1 t. guar gum powder

1/2 t. xanthan gum powder


sliced dill or sweet pickle and dried dill weed as garnish


INSTRUCT

1-  Place all ingredients, except guar and xanthan gums in blender container. Blend till frothy.

2-  Add guar gum powder in the center and immediately pulse while watching to see it dunk down into contents. Blend on high speed till frothy again.

3- Let set at room temperature for 20 minutes or so to thicken more.

4-  Come back to add xanthan gum powder and immediately blend till frothy then thick.

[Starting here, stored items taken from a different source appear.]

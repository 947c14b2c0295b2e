use evdev::Key;

use std::path::{Path, PathBuf};

use super::nandroid::{backup_now, NandroidPaths};
use crate::menu::file_select::display_file_select_menu;
use crate::menu::{Choice, ItemId, Menu, MenuHandler, MenuItem};
use crate::session::Session;

/// Runs scripted ROM installs (and the nandroid scripts of old)
pub const NANDROID_MOBILE: &str = "/sbin/nandroid-mobile.sh";
/// Installs an update package, verifying its signature on request
pub const INSTALL_PACKAGE: &str = "/sbin/install-package";

const SDCARD: &str = "/sdcard";

const ITEM_TAR: ItemId = 1;
const ITEM_ZIP: ItemId = 2;
const ITEM_KERNEL: ItemId = 3;
const ITEM_RECOVERY: ItemId = 4;

const ZIP_EXTS: &[&str] = &[".zip"];
const TAR_EXTS: &[&str] = &[".rom.tgz", ".rom.tar.gz", ".rom.tar"];
const KERNEL_EXTS: &[&str] = &["boot.img"];
const RECOVERY_EXTS: &[&str] = &["-rec.img", "_rec.img", ".rec.img"];

fn install_rom_from_tar(session: &mut Session, nandroid: &NandroidPaths, file: &Path) {
    if session.ui.key_pressed(Key::KEY_SPACE.code()) {
        session.say("Backing up before installing...\n");
        backup_now(session, nandroid, Some("preinstall"), None);
    }

    let file = file.to_string_lossy();
    session.say(format!("Attempting to install ROM from {file}...\n"));

    let argv = [NANDROID_MOBILE, "--install-rom", &*file, "--progress"];
    match session.runner.run_scripted(&argv, session.ui) {
        Ok(0) => session.say("(done)\n"),
        Ok(status) => session.say(format!("ERROR: install exited with status {status}\n")),
        Err(e) => {
            log::error!("running {NANDROID_MOBILE}: {e}");
            session.say(format!("ERROR: cannot run installer ({e})\n"));
        }
    }
    session.ui.reset_progress();
}

fn install_update_zip(session: &mut Session, file: &Path) {
    let file = file.to_string_lossy();
    session.say("\n-- Install update.zip from sdcard...\n");
    session.say(format!("Attempting update from...\n{file}\n"));

    let mut argv = vec![INSTALL_PACKAGE];
    if session.config.install_do_signature_verification {
        argv.push("--verify");
    }
    argv.push(&*file);

    match session.runner.run_scripted(&argv, session.ui) {
        Ok(0) => {
            if session.ui.text_visible() {
                session.say("\nInstall from sdcard complete.\n");
            }
        }
        result => {
            log::warn!("{INSTALL_PACKAGE} {file}: {result:?}");
            session.say("Installation aborted.\n");
        }
    }
}

/// Write a boot or recovery image straight to its partition.
fn install_image(session: &mut Session, what: &str, device: &str, file: &Path) {
    session.say(format!(
        "\n-- Install {} img from...\n{}\n",
        what.to_lowercase(),
        file.display()
    ));
    match session.flash.restore(device, file) {
        Ok(()) => session.say(format!("\n{what} flash from sdcard complete.\n")),
        Err(e) => {
            log::error!("flashing {} to {device}: {e:#}", file.display());
            session.say(format!("\n{what} flash failed ({e:#})\n"));
        }
    }
}

struct InstallMenu<'s, 'a> {
    session: &'s mut Session<'a>,
    sdcard: PathBuf,
    nandroid: NandroidPaths,
}

impl InstallMenu<'_, '_> {
    /// Pick a file under `base`; `None` if the operator backed out or there was nothing to pick.
    fn choose(&mut self, base: &Path, extensions: &[&str]) -> Option<PathBuf> {
        let base_str = base.to_string_lossy();
        if let Err(e) = self.session.volumes.ensure_mounted(&base_str) {
            self.session.say(format!("Cannot mount {base_str} ({e:#})\n"));
            return None;
        }

        let mut chosen = None;
        display_file_select_menu(self.session.ui, base, extensions, |file| {
            chosen = Some(file.to_path_buf())
        });
        chosen
    }
}

impl MenuHandler for InstallMenu<'_, '_> {
    fn on_select(&mut self, choice: Choice) -> Choice {
        let (base, extensions) = match choice {
            Choice::Item(ITEM_TAR) => (self.sdcard.clone(), TAR_EXTS),
            Choice::Item(ITEM_ZIP) => (self.sdcard.clone(), ZIP_EXTS),
            Choice::Item(ITEM_KERNEL) => (self.sdcard.join("kernels"), KERNEL_EXTS),
            Choice::Item(ITEM_RECOVERY) => (self.sdcard.join("recovery"), RECOVERY_EXTS),
            _ => return choice,
        };
        let Some(file) = self.choose(&base, extensions) else {
            return choice;
        };

        match choice {
            Choice::Item(ITEM_TAR) => install_rom_from_tar(self.session, &self.nandroid, &file),
            Choice::Item(ITEM_ZIP) => install_update_zip(self.session, &file),
            Choice::Item(ITEM_KERNEL) => install_image(self.session, "Kernel", "boot", &file),
            _ => install_image(self.session, "Recovery", "recovery", &file),
        }
        choice
    }
}

pub fn show_install_menu(session: &mut Session) {
    show_install_menu_from(session, SDCARD);
}

/// The install menu over an SD card mounted at `sdcard`
pub fn show_install_menu_from<P: AsRef<Path>>(session: &mut Session, sdcard: P) {
    let sdcard = sdcard.as_ref();
    let ui = session.ui;
    let mut handler = InstallMenu {
        session,
        sdcard: sdcard.to_path_buf(),
        nandroid: NandroidPaths::under(sdcard),
    };
    Menu::new(&["Choose an install option or press", "POWER to exit", ""])
        .items(vec![
            MenuItem::new(ITEM_TAR, "Install ROM tar from SD card"),
            MenuItem::new(ITEM_ZIP, "Install update.zip from SD card"),
            MenuItem::new(ITEM_KERNEL, "Install kernel img from /sdcard/kernels"),
            MenuItem::new(ITEM_RECOVERY, "Install recovery img from /sdcard/recovery"),
        ])
        .handler(&mut handler)
        .display(ui);
}

#[cfg(test)]
use crate::testutil::{FakeRunner, TestRig};

#[cfg(test)]
use crate::ui::Selection;

#[cfg(test)]
use std::fs;

#[test]
fn test_rom_install_with_backup() -> anyhow::Result<()> {
    let sdcard = tempfile::tempdir()?;
    let rom = sdcard.path().join("cm7.rom.tar");
    fs::write(&rom, b"rom")?;
    fs::write(sdcard.path().join("update.zip"), b"zip")?;

    let mut rig = TestRig::new([Selection::Index(0), Selection::Index(0)]);
    rig.ui.hold(Key::KEY_SPACE.code());
    rig.runner = FakeRunner::with_status(|cmd| {
        if cmd.starts_with(NANDROID_MOBILE) {
            3
        } else {
            0
        }
    });
    show_install_menu_from(&mut rig.session(), sdcard.path());

    // Only the ROM matches
    assert_eq!(rig.ui.shown_items()[1], ["cm7.rom.tar"]);
    assert_eq!(
        rig.runner.commands.last().unwrap(),
        &format!("{NANDROID_MOBILE} --install-rom {} --progress", rom.display())
    );
    let backups: Vec<_> = fs::read_dir(sdcard.path().join("nandroid"))?.collect();
    assert_eq!(backups.len(), 1);

    let output = rig.ui.output();
    assert!(output.contains("Backing up before installing...\n"));
    assert!(output.contains("ERROR: install exited with status 3\n"));
    assert_eq!(rig.ui.progress_log().last().unwrap(), "reset");
    Ok(())
}

#[test]
fn test_update_zip_verified() -> anyhow::Result<()> {
    let sdcard = tempfile::tempdir()?;
    let zip = sdcard.path().join("update.zip");
    fs::write(&zip, b"zip")?;

    let mut rig = TestRig::new([Selection::Index(1), Selection::Index(0)]);
    rig.config.install_do_signature_verification = true;
    show_install_menu_from(&mut rig.session(), sdcard.path());

    assert_eq!(
        rig.runner.commands,
        [format!("{INSTALL_PACKAGE} --verify {}", zip.display())]
    );
    assert!(rig.ui.output().contains("\nInstall from sdcard complete.\n"));

    let mut rig = TestRig::new([Selection::Index(1), Selection::Index(0)]);
    rig.runner = FakeRunner::with_status(|_| 1);
    show_install_menu_from(&mut rig.session(), sdcard.path());
    assert_eq!(
        rig.runner.commands,
        [format!("{INSTALL_PACKAGE} {}", zip.display())]
    );
    assert!(rig.ui.output().contains("Installation aborted.\n"));
    Ok(())
}

#[test]
fn test_kernel_image() -> anyhow::Result<()> {
    let sdcard = tempfile::tempdir()?;
    let kernels = sdcard.path().join("kernels");
    fs::create_dir(&kernels)?;
    fs::write(kernels.join("cm7-boot.img"), b"kernel")?;
    fs::write(kernels.join("notes.txt"), b"")?;

    // The recovery directory doesn't exist, so its chooser closes at once
    let mut rig = TestRig::new([
        Selection::Index(2),
        Selection::Index(0),
        Selection::Index(3),
    ]);
    show_install_menu_from(&mut rig.session(), sdcard.path());

    assert_eq!(
        rig.flash.restores,
        [("boot".to_string(), kernels.join("cm7-boot.img"))]
    );
    let output = rig.ui.output();
    assert!(output.contains("\n-- Install kernel img from...\n"));
    assert!(output.contains("\nKernel flash from sdcard complete.\n"));
    assert!(!output.contains("Recovery flash"));
    Ok(())
}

5-  Transfer to large jar with tight-fitting lid and refrigerate to use as wanted.

6- Sliced dill or sweet pickle and dried dill weed as garnish.


Notes: Those CRAZY CRISPY CHICK’N BREASTS are more reminiscent of southern fried than not. This time I air-fried them according to instructions, 11-13 minutes in a basket, or till tender as you like.

Place on board and slice crosswise from end to end on a slight slant, 3/8-1/2 inch thick. Arrange on one or two plates, top with chilled or slightly warmed Bat Salsa, then sprinkle with dried dill weed.